Si le souverain mythique était autrefois le roi, il est désormais incarné par des élus, désignés au seul moment des élections, non contrôlés par les électeurs qui ne peuvent les démettre que dans des circonstances exceptionnelles (en cas de corruption par exemple). Entre deux élections, ces élus font littéralement ce qu’ils veulent. Autre aspect non négligeable du caractère non démocratique de l’État souverain, le lien de dépendance des collectivités locales (régions, départements, communes) dont l’existence est déterminée et réglementée par l’État souverain. Ces collectivités locales ne peuvent jamais établir leurs propres règles de fonctionnement et, bien sûr, ne peuvent jamais se séparer de l’État souverain, sauf autorisation et accord de celui-ci. En bref, le mythe de la souveraineté produit des effets qui, eux, ne sont pas mythiques, mais produisent un système autoritaire et centralisé.
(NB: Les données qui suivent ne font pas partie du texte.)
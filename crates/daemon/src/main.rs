// SPDX-License-Identifier: BUSL-1.1
// Copyright (c) 2026 Alfred Jean LLC

//! Convoy Daemon (convoyd)
//!
//! Owns the engine and runs its background passes.
//!
//! Architecture:
//! - Cleanup pool: spawned tasks draining substrate cleanup requests
//! - Main loop: periodic reconciliation and store checkpoints until a signal

// Allow panic!/unwrap/expect in test code
#![cfg_attr(test, allow(clippy::panic))]
#![cfg_attr(test, allow(clippy::unwrap_used))]
#![cfg_attr(test, allow(clippy::expect_used))]

mod config;
mod env;
mod lifecycle;

use std::path::Path;

use tokio::signal::unix::{signal, SignalKind};
use tracing::{error, info};

use crate::config::Config;
use crate::lifecycle::LifecycleError;

const VERSION: &str = env!("CARGO_PKG_VERSION");

/// Rotate the log once it grows past this many bytes.
const MAX_LOG_SIZE: u64 = 10 * 1024 * 1024;

/// Rotated files kept as `<log>.1` through `<log>.N`.
const MAX_ROTATIONS: u32 = 3;

#[tokio::main]
async fn main() -> Result<(), Box<dyn std::error::Error>> {
    // Handle info flags before any config/lock acquisition
    if let Some(arg) = std::env::args().nth(1) {
        match arg.as_str() {
            "--version" | "-V" | "-v" => {
                println!("convoyd {VERSION}");
                return Ok(());
            }
            "--help" | "-h" | "help" => {
                println!("convoyd {VERSION}");
                println!("Convoy Daemon - dispatches Workers and Jobs for incoming events");
                println!();
                println!("USAGE:");
                println!("    convoyd");
                println!();
                println!("Configuration is read from the TOML file named by CONVOY_CONFIG,");
                println!("overridden by CONVOY_* environment variables.");
                println!();
                println!("OPTIONS:");
                println!("    -h, --help       Print help information");
                println!("    -v, --version    Print version information");
                return Ok(());
            }
            _ => {
                eprintln!("error: unexpected argument '{arg}'");
                eprintln!("Usage: convoyd [--help | --version]");
                std::process::exit(1);
            }
        }
    }

    let config = Config::load()?;

    if let Some(log_path) = &config.log_path {
        rotate_log_if_needed(log_path);
    }
    let log_guard = setup_logging(&config)?;

    info!(version = VERSION, "Starting convoyd");

    let daemon = match lifecycle::startup(config.clone()).await {
        Ok(daemon) => daemon,
        Err(LifecycleError::LockFailed(_)) => {
            let pid = std::fs::read_to_string(&config.lock_path)
                .unwrap_or_default()
                .trim()
                .to_string();
            eprintln!("convoyd is already running");
            if !pid.is_empty() {
                eprintln!("  pid: {pid}");
            }
            std::process::exit(1);
        }
        Err(e) => {
            error!("Failed to start daemon: {}", e);
            drop(log_guard);
            return Err(e.into());
        }
    };

    let mut sigterm = signal(SignalKind::terminate())?;
    let mut sigint = signal(SignalKind::interrupt())?;

    // NOTE: Intervals must be created outside the loop; select! re-evaluates
    // its branches on every iteration.
    let mut reconcile = tokio::time::interval(config.reconcile_interval);
    let mut checkpoint = tokio::time::interval(config.checkpoint_interval);
    // The first tick of an interval completes immediately.
    checkpoint.tick().await;

    info!(
        state_dir = %config.state_dir.display(),
        "Daemon ready"
    );
    println!("READY");

    loop {
        tokio::select! {
            _ = reconcile.tick() => daemon.reconcile().await,

            _ = checkpoint.tick() => daemon.checkpoint(),

            _ = sigterm.recv() => {
                info!("Received SIGTERM, shutting down...");
                break;
            }

            _ = sigint.recv() => {
                info!("Received SIGINT, shutting down...");
                break;
            }
        }
    }

    let uptime = daemon.start_time.elapsed();
    daemon.shutdown().await;
    info!(uptime_secs = uptime.as_secs(), "Daemon stopped");
    Ok(())
}

/// Shift `<log>.N` up by one and move an oversized log to `<log>.1`. The
/// oldest rotation falls off. Errors are ignored; logging is not up yet.
fn rotate_log_if_needed(log_path: &Path) {
    let Ok(meta) = std::fs::metadata(log_path) else {
        return;
    };
    if meta.len() <= MAX_LOG_SIZE {
        return;
    }

    let rotation = |n: u32| {
        let mut name = log_path.as_os_str().to_owned();
        name.push(format!(".{n}"));
        std::path::PathBuf::from(name)
    };
    let _ = std::fs::remove_file(rotation(MAX_ROTATIONS));
    for n in (1..MAX_ROTATIONS).rev() {
        let from = rotation(n);
        if from.exists() {
            let _ = std::fs::rename(&from, rotation(n + 1));
        }
    }
    let _ = std::fs::rename(log_path, rotation(1));
}

fn setup_logging(
    config: &Config,
) -> Result<tracing_appender::non_blocking::WorkerGuard, LifecycleError> {
    use tracing_subscriber::{fmt, prelude::*, EnvFilter};

    let (non_blocking, guard) = match &config.log_path {
        Some(log_path) => {
            let dir = log_path
                .parent()
                .ok_or_else(|| LifecycleError::Config("log path has no directory".to_string()))?;
            std::fs::create_dir_all(dir)?;
            let file_name = log_path
                .file_name()
                .ok_or_else(|| LifecycleError::Config("log path has no file name".to_string()))?;
            tracing_appender::non_blocking(tracing_appender::rolling::never(dir, file_name))
        }
        None => tracing_appender::non_blocking(std::io::stdout()),
    };

    let filter = EnvFilter::try_from_default_env().unwrap_or_else(|_| EnvFilter::new("info"));

    tracing_subscriber::registry()
        .with(filter)
        .with(fmt::layer().with_writer(non_blocking))
        .init();

    Ok(guard)
}

#[cfg(test)]
#[path = "main_tests.rs"]
mod tests;
// SPDX-License-Identifier: BUSL-1.1
// Copyright (c) 2026 Alfred Jean LLC

// Allow panic!/unwrap/expect in test code
#![cfg_attr(test, allow(clippy::panic))]
#![cfg_attr(test, allow(clippy::unwrap_used))]
#![cfg_attr(test, allow(clippy::expect_used))]

//! Storage layer for Convoy

mod memory;
mod snapshot;
mod state;

pub use memory::MemoryStore;
pub use snapshot::{Snapshot, SnapshotError};
pub use state::StoreState;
Une loi fondamentale et un code supplétif
Cette critique de l’État, notion qui est constituée autour du mythe de la souveraineté, n’est pas une critique du droit. Tout le monde comprend que l’absence de règles rendrait la société infernale sauf à croire dans la bonté infinie et parfaite de l’être humain. L’objet de la Misarchie, travail de recherche réalisé par Emmanuel Dockès et restitué dans un roman, Voyage en Misarchie, Essai pour tout reconstruire, publié aux éditions du Détour, est justement de tenter d’inventer un droit sans souverain, sans État. Nous allons tenter ici d’en décrire les principes essentiels. Dans son schéma, il existe une multitude de sources du droit, lesquelles ne sont pas organisées en pyramide. Il existe seulement une loi fondamentale qui fixe le petit socle de droits fondamentaux des individus et de règles communes inévitables. À côté de cette loi fondamentale existe un code supplétif qui détermine des règles qui s’appliquent par défaut mais auxquelles les entités de la Misarchie – associations, districts – que nous allons détailler plus loin peuvent déroger.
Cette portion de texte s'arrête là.